Blog 67. Caveator relying on forged document pays indemnity costs.

Iceland Properties Pty Ltd v Palta & Anor [2022] VSC 734, McDonald J. (28 November 2022).

The facts were –

  • The plaintiff (Iceland) was registered proprietor of a property. Its sole director was Mr Gill. The first defendant (Palta) alleged that on 2 July 2018 he entered a loan agreement with Iceland and Gill, clause 8 of which gave him a charge and the right to caveat.  He relied on a particular document with a signature page, which he produced, being a photocopy (the copy) of the alleged original (the original) which he did not produce.
  • In 2019 Palta caveated on the basis of that alleged charge.
  • In 2020 Palta commenced County Court proceedings to enforce this agreement.
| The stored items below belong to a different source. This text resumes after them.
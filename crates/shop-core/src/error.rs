//! 공통 에러 타입.

use thiserror::Error;

/// 핵심 에러.
#[derive(Debug, Error)]
pub enum CoreError {
    /// 설정 에러
    #[error("설정 에러: {0}")]
    Config(String),

    /// 직렬화 에러
    #[error("직렬화 에러: {0}")]
    Serialization(String),

    /// JSON 객체가 아닌 문서
    #[error("문서는 JSON 객체여야 합니다")]
    NotAnObject,
}

/// 핵심 작업을 위한 Result 타입.
pub type CoreResult<T> = Result<T, CoreError>;

impl From<serde_json::Error> for CoreError {
    fn from(err: serde_json::Error) -> Self {
        CoreError::Serialization(err.to_string())
    }
}

impl From<config::ConfigError> for CoreError {
    fn from(err: config::ConfigError) -> Self {
        CoreError::Config(err.to_string())
    }
}
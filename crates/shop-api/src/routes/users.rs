//! 사용자 프로필 endpoint.
//!
//! 프로필 조회/upsert와 관리자 지정. 관리자 지정은 유효한 세션 토큰만
//! 요구하며 호출자의 역할은 확인하지 않습니다.

use std::sync::Arc;

use axum::{
    extract::{Path, State},
    routing::{get, put},
    Json, Router,
};
use serde::{Deserialize, Serialize};
use shop_core::{Document, UpdateResult};
use tracing::info;
use utoipa::ToSchema;

use crate::auth::{AuthErrorBody, JwtAuth};
use crate::error::{db_error, not_found, ApiErrorResponse, ApiResult};
use crate::state::AppState;

/// 관리자 여부 응답.
#[derive(Debug, Clone, PartialEq, Eq, Serialize, Deserialize, ToSchema)]
pub struct AdminResponse {
    pub admin: bool,
}

/// 전체 사용자 목록.
///
/// GET /user
#[utoipa::path(
    get,
    path = "/user",
    tag = "users",
    security(("author" = [])),
    responses(
        (status = 200, description = "사용자 목록", body = Vec<Object>),
        (status = 401, description = "토큰 없음", body = AuthErrorBody),
        (status = 403, description = "잘못된 토큰", body = AuthErrorBody)
    )
)]
pub async fn list_users(
    JwtAuth(_claims): JwtAuth,
    State(state): State<Arc<AppState>>,
) -> ApiResult<Json<Vec<Document>>> {
    let users = state.users.list().await.map_err(db_error)?;
    Ok(Json(users))
}

/// 프로필 조회.
///
/// GET /user/{email}
#[utoipa::path(
    get,
    path = "/user/{email}",
    tag = "users",
    params(
        ("email" = String, Path, description = "사용자 이메일")
    ),
    responses(
        (status = 200, description = "프로필", body = Object),
        (status = 404, description = "프로필 없음", body = ApiErrorResponse)
    )
)]
pub async fn get_user(
    Path(email): Path<String>,
    State(state): State<Arc<AppState>>,
) -> ApiResult<Json<Document>> {
    state
        .users
        .get_by_email(&email)
        .await
        .map_err(db_error)?
        .map(Json)
        .ok_or_else(|| not_found("user", &email))
}

/// 프로필 upsert.
///
/// PUT /user/{email}
#[utoipa::path(
    put,
    path = "/user/{email}",
    tag = "users",
    params(
        ("email" = String, Path, description = "사용자 이메일")
    ),
    request_body = Object,
    responses(
        (status = 200, description = "upsert 결과", body = UpdateResult)
    )
)]
pub async fn upsert_user(
    Path(email): Path<String>,
    State(state): State<Arc<AppState>>,
    Json(profile): Json<Document>,
) -> ApiResult<Json<UpdateResult>> {
    let result = state.users.upsert(&email, profile).await.map_err(db_error)?;
    info!(
        created = result.upserted_id.is_some(),
        modified = result.modified_count,
        "User profile upserted"
    );
    Ok(Json(result))
}

/// 관리자 지정.
///
/// PUT /userAdmin/{email}
#[utoipa::path(
    put,
    path = "/userAdmin/{email}",
    tag = "users",
    params(
        ("email" = String, Path, description = "관리자로 지정할 사용자 이메일")
    ),
    security(("author" = [])),
    responses(
        (status = 200, description = "수정 결과", body = UpdateResult),
        (status = 401, description = "토큰 없음", body = AuthErrorBody),
        (status = 403, description = "잘못된 토큰", body = AuthErrorBody)
    )
)]
pub async fn make_admin(
    JwtAuth(_claims): JwtAuth,
    Path(email): Path<String>,
    State(state): State<Arc<AppState>>,
) -> ApiResult<Json<UpdateResult>> {
    let result = state.users.make_admin(&email).await.map_err(db_error)?;
    info!(matched = result.matched_count, "Admin role granted");
    Ok(Json(result))
}

/// 관리자 여부 확인.
///
/// GET /admin/{email}
#[utoipa::path(
    get,
    path = "/admin/{email}",
    tag = "users",
    params(
        ("email" = String, Path, description = "사용자 이메일")
    ),
    responses(
        (status = 200, description = "관리자 여부", body = AdminResponse)
    )
)]
pub async fn check_admin(
    Path(email): Path<String>,
    State(state): State<Arc<AppState>>,
) -> ApiResult<Json<AdminResponse>> {
    let admin = state.users.is_admin(&email).await.map_err(db_error)?;
    Ok(Json(AdminResponse { admin }))
}

/// 사용자 라우터 생성.
pub fn users_router() -> Router<Arc<AppState>> {
    Router::new()
        .route("/user", get(list_users))
        .route("/user/{email}", get(get_user).put(upsert_user))
        .route("/userAdmin/{email}", put(make_admin))
        .route("/admin/{email}", get(check_admin))
}
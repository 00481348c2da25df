//! Stripe payment intent 클라이언트.

use async_trait::async_trait;
use secrecy::{ExposeSecret, SecretString};
use serde::Deserialize;
use shop_core::PaymentConfig;
use tracing::{debug, error, info};

use crate::types::{PaymentError, PaymentIntent, PaymentProcessor, PaymentResult};

/// Stripe 연동 설정.
#[derive(Debug)]
pub struct StripeConfig {
    /// 시크릿 키 (`sk_...`)
    pub secret_key: SecretString,
    /// API 기본 URL
    pub base_url: String,
    /// 결제 통화
    pub currency: String,
}

impl StripeConfig {
    /// 새 Stripe 설정을 생성합니다.
    pub fn new(secret_key: SecretString) -> Self {
        Self {
            secret_key,
            base_url: "https://api.stripe.com".to_string(),
            currency: "usd".to_string(),
        }
    }

    /// API 기본 URL을 변경합니다.
    pub fn with_base_url(mut self, base_url: impl Into<String>) -> Self {
        self.base_url = base_url.into();
        self
    }

    /// 애플리케이션 결제 설정에서 생성합니다.
    ///
    /// 시크릿 키가 없으면 `None`을 반환합니다.
    pub fn from_config(config: &PaymentConfig) -> Option<Self> {
        let secret_key = config.secret_key.as_ref()?;
        Some(Self {
            secret_key: SecretString::new(secret_key.expose_secret().into()),
            base_url: config.base_url.clone(),
            currency: config.currency.clone(),
        })
    }
}

#[derive(Debug, Deserialize)]
struct PaymentIntentResponse {
    id: String,
    client_secret: Option<String>,
}

#[derive(Debug, Deserialize)]
struct StripeErrorResponse {
    error: StripeErrorBody,
}

#[derive(Debug, Deserialize)]
struct StripeErrorBody {
    message: Option<String>,
}

/// Stripe 클라이언트.
pub struct StripeClient {
    config: StripeConfig,
    client: reqwest::Client,
}

impl StripeClient {
    /// 새 Stripe 클라이언트를 생성합니다.
    pub fn new(config: StripeConfig) -> Self {
        Self {
            config,
            client: reqwest::Client::new(),
        }
    }
}

#[async_trait]
impl PaymentProcessor for StripeClient {
    async fn create_payment_intent(
        &self,
        amount_minor: i64,
        currency: &str,
    ) -> PaymentResult<PaymentIntent> {
        let url = format!(
            "{}/v1/payment_intents",
            self.config.base_url.trim_end_matches('/')
        );

        let params = [
            ("amount", amount_minor.to_string()),
            ("currency", currency.to_string()),
            ("payment_method_types[]", "card".to_string()),
        ];

        debug!(amount_minor, currency, "Creating Stripe payment intent");

        let response = self
            .client
            .post(&url)
            .bearer_auth(self.config.secret_key.expose_secret())
            .form(&params)
            .send()
            .await?;

        let status = response.status();
        if !status.is_success() {
            let body = response.text().await.unwrap_or_default();
            let message = serde_json::from_str::<StripeErrorResponse>(&body)
                .ok()
                .and_then(|e| e.error.message)
                .unwrap_or(body);

            error!(%status, "Stripe payment intent request failed: {}", message);
            return Err(PaymentError::ProcessorFailed(format!(
                "HTTP {}: {}",
                status, message
            )));
        }

        let intent: PaymentIntentResponse = response
            .json()
            .await
            .map_err(|e| PaymentError::InvalidResponse(e.to_string()))?;

        let client_secret = intent.client_secret.ok_or_else(|| {
            PaymentError::InvalidResponse("missing client_secret".to_string())
        })?;

        info!(intent_id = %intent.id, "Stripe payment intent created");

        Ok(PaymentIntent {
            id: intent.id,
            client_secret,
        })
    }

    fn currency(&self) -> &str {
        &self.config.currency
    }

    fn name(&self) -> &str {
        "stripe"
    }
}

#[cfg(test)]
mod tests {
    use super::*;
    use mockito::Matcher;

    fn client_for(server: &mockito::ServerGuard) -> StripeClient {
        StripeClient::new(
            StripeConfig::new(SecretString::new("sk_test_123".into())).with_base_url(server.url()),
        )
    }

    #[tokio::test]
    async fn test_create_payment_intent() {
        let mut server = mockito::Server::new_async().await;
        let mock = server
            .mock("POST", "/v1/payment_intents")
            .match_header("authorization", "Bearer sk_test_123")
            .match_body(Matcher::AllOf(vec![
                Matcher::UrlEncoded("amount".into(), "1999".into()),
                Matcher::UrlEncoded("currency".into(), "usd".into()),
                Matcher::UrlEncoded("payment_method_types[]".into(), "card".into()),
            ]))
            .with_status(200)
            .with_header("content-type", "application/json")
            .with_body(r#"{"id":"pi_1","client_secret":"pi_1_secret_abc","amount":1999}"#)
            .create_async()
            .await;

        let client = client_for(&server);
        let intent = client.create_payment_intent(1999, "usd").await.unwrap();

        assert_eq!(intent.id, "pi_1");
        assert_eq!(intent.client_secret, "pi_1_secret_abc");
        assert_eq!(client.currency(), "usd");
        mock.assert_async().await;
    }

    #[tokio::test]
    async fn test_processor_error_message_is_surfaced() {
        let mut server = mockito::Server::new_async().await;
        let _mock = server
            .mock("POST", "/v1/payment_intents")
            .with_status(400)
            .with_header("content-type", "application/json")
            .with_body(r#"{"error":{"message":"Amount must be at least $0.50 usd"}}"#)
            .create_async()
            .await;

        let result = client_for(&server).create_payment_intent(10, "usd").await;

        match result {
            Err(PaymentError::ProcessorFailed(message)) => {
                assert!(message.contains("400"));
                assert!(message.contains("at least $0.50"));
            }
            other => panic!("unexpected result: {:?}", other),
        }
    }

    #[tokio::test]
    async fn test_missing_client_secret_is_invalid_response() {
        let mut server = mockito::Server::new_async().await;
        let _mock = server
            .mock("POST", "/v1/payment_intents")
            .with_status(200)
            .with_body(r#"{"id":"pi_2"}"#)
            .create_async()
            .await;

        let result = client_for(&server).create_payment_intent(500, "usd").await;
        assert!(matches!(result, Err(PaymentError::InvalidResponse(_))));
    }

    #[test]
    fn test_from_config_requires_secret() {
        let config = PaymentConfig::default();
        assert!(StripeConfig::from_config(&config).is_none());

        let config = PaymentConfig {
            secret_key: Some(SecretString::new("sk_live_x".into())),
            currency: "bdt".to_string(),
            ..Default::default()
        };
        let stripe = StripeConfig::from_config(&config).unwrap();
        assert_eq!(stripe.currency, "bdt");
        assert_eq!(stripe.base_url, "https://api.stripe.com");
    }
}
However, from October 2020 Gill alleged that he had not signed this document and that it was forged.  He pleaded that it appeared that his signature had been taken from another document and superimposed.  Palta’s solicitors responded that this plea was denied and scandalous.
  • In 2022 Iceland applied under the Transfer of Land Act s. 90(3) for removal of the caveat.
  • Palta deposed that on or about 27 or 28 July 2018 he and Gill had signed the original in the presence of a Mr Handa in the Epping Plaza Shopping Centre carpark, and that Gill had retained it and a few days later given him (Palta) a photocopy, which he exhibited to his affidavit. He further deposed concerning the background of this alleged signing.
  • Handa, whose signature appeared three times as a witness on the copy, deposed: to this meeting at the Epping Plaza carpark; how he came to be there; that Palta asked him to witness the signing of some documents; to events at the time of signing; that he watched Gill and Palta sign a document the front page of which said “loan agreement”, and that he then signed the signing page as a witness three times. He deposed that the front page and the signing pages on the copy exhibited to his affidavit was the same as in the document he witnessed.
  • On the second day the matter was before the court, 18 November 2022, McDonald J. raised with counsel for Palta that it appeared that the two signatures of Gill on the copy were identical, whereas, in contrast, there were slight differences in the signature of Handa, and that the identical signatures of Gill, allegedly made in a carpark, and the manner of their presentation, constituted prima facie evidence of forgery.
  • The proceeding was adjourned to 25 November. In the interim an expert report was filed on behalf of Iceland concluding that Gill’s signature from a lease was placed onto the copy (twice) through a cut and paste manipulation, and so it was extremely likely that no original existed.
  • At the adjourned hearing counsel for Palta conceded that, based on the expert’s report, Gill’s signature on the copy was forged. However, he submitted that Palta had still discharged the onus of establishing a probability, on the evidence before the Court, of being found at trial to have an interest in the property pursuant to the 2 July 2018 loan agreement.  He submitted that the copy was a copy of an original which was in fact signed by Gill.  He submitted that on the evidence currently before the Court, there was a probability that at trial Palta would establish that: (1) Gill signed the original in the presence of Palta and Handa at Epping Plaza in late July 2018; (2) he took the original away; (3) he then photoshopped his own signature over his genuine signature, so as to afford grounds for subsequently contending that the agreement was unenforceable; (4) in or around mid-August 2018 he provided the copy to Palta.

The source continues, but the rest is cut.